**PROBLEM STATEMENT**:
Set down exactly the lines below between the line holding "ordered event log" and the line holding "appends at the", inclusive; no other line belongs in the answer.

**Data records**:
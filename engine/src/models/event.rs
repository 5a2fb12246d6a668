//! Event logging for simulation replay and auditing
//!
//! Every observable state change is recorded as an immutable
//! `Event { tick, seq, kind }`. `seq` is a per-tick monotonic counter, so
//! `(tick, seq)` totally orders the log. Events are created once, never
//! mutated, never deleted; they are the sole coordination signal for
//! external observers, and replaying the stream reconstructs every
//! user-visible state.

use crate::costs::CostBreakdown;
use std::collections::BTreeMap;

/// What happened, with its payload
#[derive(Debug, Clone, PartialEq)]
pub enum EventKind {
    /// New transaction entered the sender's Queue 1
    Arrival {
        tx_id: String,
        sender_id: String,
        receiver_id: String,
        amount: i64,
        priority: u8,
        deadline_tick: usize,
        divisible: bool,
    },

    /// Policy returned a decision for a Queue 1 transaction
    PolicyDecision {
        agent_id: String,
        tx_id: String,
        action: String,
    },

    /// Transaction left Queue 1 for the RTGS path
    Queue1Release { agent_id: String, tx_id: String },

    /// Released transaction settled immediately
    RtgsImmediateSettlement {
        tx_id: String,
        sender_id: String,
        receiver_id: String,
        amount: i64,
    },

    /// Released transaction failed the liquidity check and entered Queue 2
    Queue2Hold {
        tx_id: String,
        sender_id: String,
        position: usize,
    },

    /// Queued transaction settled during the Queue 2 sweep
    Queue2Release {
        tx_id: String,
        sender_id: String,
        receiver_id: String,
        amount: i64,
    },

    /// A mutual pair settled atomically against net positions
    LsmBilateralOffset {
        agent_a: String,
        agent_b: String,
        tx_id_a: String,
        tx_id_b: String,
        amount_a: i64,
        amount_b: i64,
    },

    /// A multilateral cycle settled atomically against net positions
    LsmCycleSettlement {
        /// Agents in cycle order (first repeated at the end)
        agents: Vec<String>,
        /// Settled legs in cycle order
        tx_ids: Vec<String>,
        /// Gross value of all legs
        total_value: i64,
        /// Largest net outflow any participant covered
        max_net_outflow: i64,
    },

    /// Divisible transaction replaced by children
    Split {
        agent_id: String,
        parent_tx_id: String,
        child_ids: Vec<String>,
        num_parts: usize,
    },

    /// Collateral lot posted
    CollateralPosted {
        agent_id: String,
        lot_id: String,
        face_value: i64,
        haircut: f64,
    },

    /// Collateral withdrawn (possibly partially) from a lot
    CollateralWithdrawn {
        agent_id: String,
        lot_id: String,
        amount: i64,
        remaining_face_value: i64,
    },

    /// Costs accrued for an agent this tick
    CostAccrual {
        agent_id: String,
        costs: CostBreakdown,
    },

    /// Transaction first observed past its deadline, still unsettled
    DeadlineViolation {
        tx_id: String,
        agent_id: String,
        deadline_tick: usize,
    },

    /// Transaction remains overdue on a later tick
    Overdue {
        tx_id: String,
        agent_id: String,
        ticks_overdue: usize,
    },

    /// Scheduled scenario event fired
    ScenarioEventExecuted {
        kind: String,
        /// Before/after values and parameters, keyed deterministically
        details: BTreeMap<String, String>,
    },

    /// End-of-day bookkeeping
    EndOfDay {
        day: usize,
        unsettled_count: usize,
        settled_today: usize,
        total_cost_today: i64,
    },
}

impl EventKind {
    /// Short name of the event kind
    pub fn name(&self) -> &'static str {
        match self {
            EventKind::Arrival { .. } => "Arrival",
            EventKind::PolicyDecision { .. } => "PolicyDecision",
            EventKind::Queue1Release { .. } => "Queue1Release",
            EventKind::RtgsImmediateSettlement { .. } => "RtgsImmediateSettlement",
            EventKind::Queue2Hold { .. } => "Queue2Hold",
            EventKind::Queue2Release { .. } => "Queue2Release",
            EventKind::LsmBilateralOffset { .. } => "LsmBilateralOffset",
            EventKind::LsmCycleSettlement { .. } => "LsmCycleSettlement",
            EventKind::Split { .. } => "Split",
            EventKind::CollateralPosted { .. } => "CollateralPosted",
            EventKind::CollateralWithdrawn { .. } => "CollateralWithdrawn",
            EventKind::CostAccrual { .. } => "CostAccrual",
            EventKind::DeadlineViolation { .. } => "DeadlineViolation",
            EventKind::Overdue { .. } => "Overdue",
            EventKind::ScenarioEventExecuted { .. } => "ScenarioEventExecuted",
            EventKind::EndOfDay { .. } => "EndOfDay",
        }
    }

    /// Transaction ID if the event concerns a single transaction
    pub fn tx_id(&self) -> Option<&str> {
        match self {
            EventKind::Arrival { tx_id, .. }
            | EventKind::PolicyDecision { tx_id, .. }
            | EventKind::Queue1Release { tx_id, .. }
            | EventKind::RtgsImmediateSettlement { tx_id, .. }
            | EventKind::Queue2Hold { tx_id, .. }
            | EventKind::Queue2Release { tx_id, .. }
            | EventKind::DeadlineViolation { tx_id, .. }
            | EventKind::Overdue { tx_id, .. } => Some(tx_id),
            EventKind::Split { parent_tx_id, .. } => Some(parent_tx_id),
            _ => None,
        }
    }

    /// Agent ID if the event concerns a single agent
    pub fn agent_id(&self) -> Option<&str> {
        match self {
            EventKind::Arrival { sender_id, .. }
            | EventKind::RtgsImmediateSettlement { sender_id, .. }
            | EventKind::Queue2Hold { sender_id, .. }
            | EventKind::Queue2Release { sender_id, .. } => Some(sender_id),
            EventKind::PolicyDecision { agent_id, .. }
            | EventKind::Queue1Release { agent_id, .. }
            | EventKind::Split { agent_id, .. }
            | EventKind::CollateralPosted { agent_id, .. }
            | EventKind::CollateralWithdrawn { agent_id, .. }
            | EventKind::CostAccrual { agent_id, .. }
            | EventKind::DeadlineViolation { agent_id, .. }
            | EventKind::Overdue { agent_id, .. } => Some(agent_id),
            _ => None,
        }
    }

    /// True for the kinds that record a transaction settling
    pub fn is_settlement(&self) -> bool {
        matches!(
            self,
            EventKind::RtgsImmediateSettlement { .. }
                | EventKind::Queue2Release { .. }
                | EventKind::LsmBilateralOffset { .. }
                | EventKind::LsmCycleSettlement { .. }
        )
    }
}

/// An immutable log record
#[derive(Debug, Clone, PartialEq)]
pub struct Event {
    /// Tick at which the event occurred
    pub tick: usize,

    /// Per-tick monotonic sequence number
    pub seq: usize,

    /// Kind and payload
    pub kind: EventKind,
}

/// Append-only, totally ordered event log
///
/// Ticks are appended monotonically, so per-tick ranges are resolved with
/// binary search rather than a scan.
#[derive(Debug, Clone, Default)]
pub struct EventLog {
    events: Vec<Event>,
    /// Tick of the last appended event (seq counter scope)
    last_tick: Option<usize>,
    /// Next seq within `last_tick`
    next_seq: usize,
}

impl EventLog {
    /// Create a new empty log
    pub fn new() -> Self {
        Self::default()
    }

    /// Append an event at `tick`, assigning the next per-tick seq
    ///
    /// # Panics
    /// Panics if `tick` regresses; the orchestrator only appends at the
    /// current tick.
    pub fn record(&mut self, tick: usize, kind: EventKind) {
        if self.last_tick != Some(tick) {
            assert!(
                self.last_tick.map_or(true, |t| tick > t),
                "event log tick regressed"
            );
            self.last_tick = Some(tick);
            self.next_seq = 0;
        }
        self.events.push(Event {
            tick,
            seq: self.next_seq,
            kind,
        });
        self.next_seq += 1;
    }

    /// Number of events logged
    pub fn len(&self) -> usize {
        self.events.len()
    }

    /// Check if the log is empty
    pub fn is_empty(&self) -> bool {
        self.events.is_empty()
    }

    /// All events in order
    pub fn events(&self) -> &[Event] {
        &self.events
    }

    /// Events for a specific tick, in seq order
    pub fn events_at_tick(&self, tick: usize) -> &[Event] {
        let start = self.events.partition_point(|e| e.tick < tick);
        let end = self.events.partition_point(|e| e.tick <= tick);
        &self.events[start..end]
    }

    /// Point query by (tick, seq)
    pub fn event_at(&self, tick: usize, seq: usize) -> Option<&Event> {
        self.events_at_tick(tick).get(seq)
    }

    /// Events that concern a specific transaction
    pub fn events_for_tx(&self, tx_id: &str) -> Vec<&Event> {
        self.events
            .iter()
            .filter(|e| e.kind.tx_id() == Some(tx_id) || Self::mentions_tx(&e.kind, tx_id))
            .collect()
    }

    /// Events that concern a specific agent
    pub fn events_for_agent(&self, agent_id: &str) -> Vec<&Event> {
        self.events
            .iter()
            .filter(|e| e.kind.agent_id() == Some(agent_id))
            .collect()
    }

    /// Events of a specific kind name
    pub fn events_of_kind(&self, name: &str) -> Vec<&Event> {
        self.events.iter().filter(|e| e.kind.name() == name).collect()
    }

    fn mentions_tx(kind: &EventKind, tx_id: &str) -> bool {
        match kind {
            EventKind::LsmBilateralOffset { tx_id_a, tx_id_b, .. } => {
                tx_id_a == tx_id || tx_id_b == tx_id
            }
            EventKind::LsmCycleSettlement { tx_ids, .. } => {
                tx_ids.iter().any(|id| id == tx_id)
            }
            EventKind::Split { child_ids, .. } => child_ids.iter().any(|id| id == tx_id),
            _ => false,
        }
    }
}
--
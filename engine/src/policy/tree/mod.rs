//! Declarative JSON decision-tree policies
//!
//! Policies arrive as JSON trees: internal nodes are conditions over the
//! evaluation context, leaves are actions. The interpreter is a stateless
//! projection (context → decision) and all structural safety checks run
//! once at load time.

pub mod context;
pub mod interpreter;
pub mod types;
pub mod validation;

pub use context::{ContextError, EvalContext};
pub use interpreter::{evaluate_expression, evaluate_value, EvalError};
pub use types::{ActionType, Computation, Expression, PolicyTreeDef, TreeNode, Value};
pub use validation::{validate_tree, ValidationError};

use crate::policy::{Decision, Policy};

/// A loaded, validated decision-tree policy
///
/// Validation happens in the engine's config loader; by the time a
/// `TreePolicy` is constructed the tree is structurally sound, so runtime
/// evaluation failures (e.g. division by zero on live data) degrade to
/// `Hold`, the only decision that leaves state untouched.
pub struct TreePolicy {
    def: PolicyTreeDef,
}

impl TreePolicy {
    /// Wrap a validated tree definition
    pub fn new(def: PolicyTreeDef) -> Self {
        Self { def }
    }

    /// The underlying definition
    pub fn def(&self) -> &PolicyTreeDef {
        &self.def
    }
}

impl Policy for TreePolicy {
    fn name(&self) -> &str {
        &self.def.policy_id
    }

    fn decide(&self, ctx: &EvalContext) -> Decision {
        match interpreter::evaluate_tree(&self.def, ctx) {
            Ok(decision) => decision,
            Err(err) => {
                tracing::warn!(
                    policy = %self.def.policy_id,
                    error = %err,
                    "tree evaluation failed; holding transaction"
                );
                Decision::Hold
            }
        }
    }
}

**REPLY TO THE TASK**:
/// Append-only, totally ordered event log
///
/// Ticks are appended monotonically, so per-tick ranges are resolved with
/// binary search rather than a scan.
#[derive(Debug, Clone, Default)]
pub struct EventLog {
    events: Vec<Event>,
    /// Tick of the last appended event (seq counter scope)
    last_tick: Option<usize>,
    /// Next seq within `last_tick`
    next_seq: usize,
}

impl EventLog {
    /// Create a new empty log
    pub fn new() -> Self {
        Self::default()
    }

    /// Append an event at `tick`, assigning the next per-tick seq
    ///
    /// # Panics
    /// Panics if `tick` regresses; the orchestrator only appends at the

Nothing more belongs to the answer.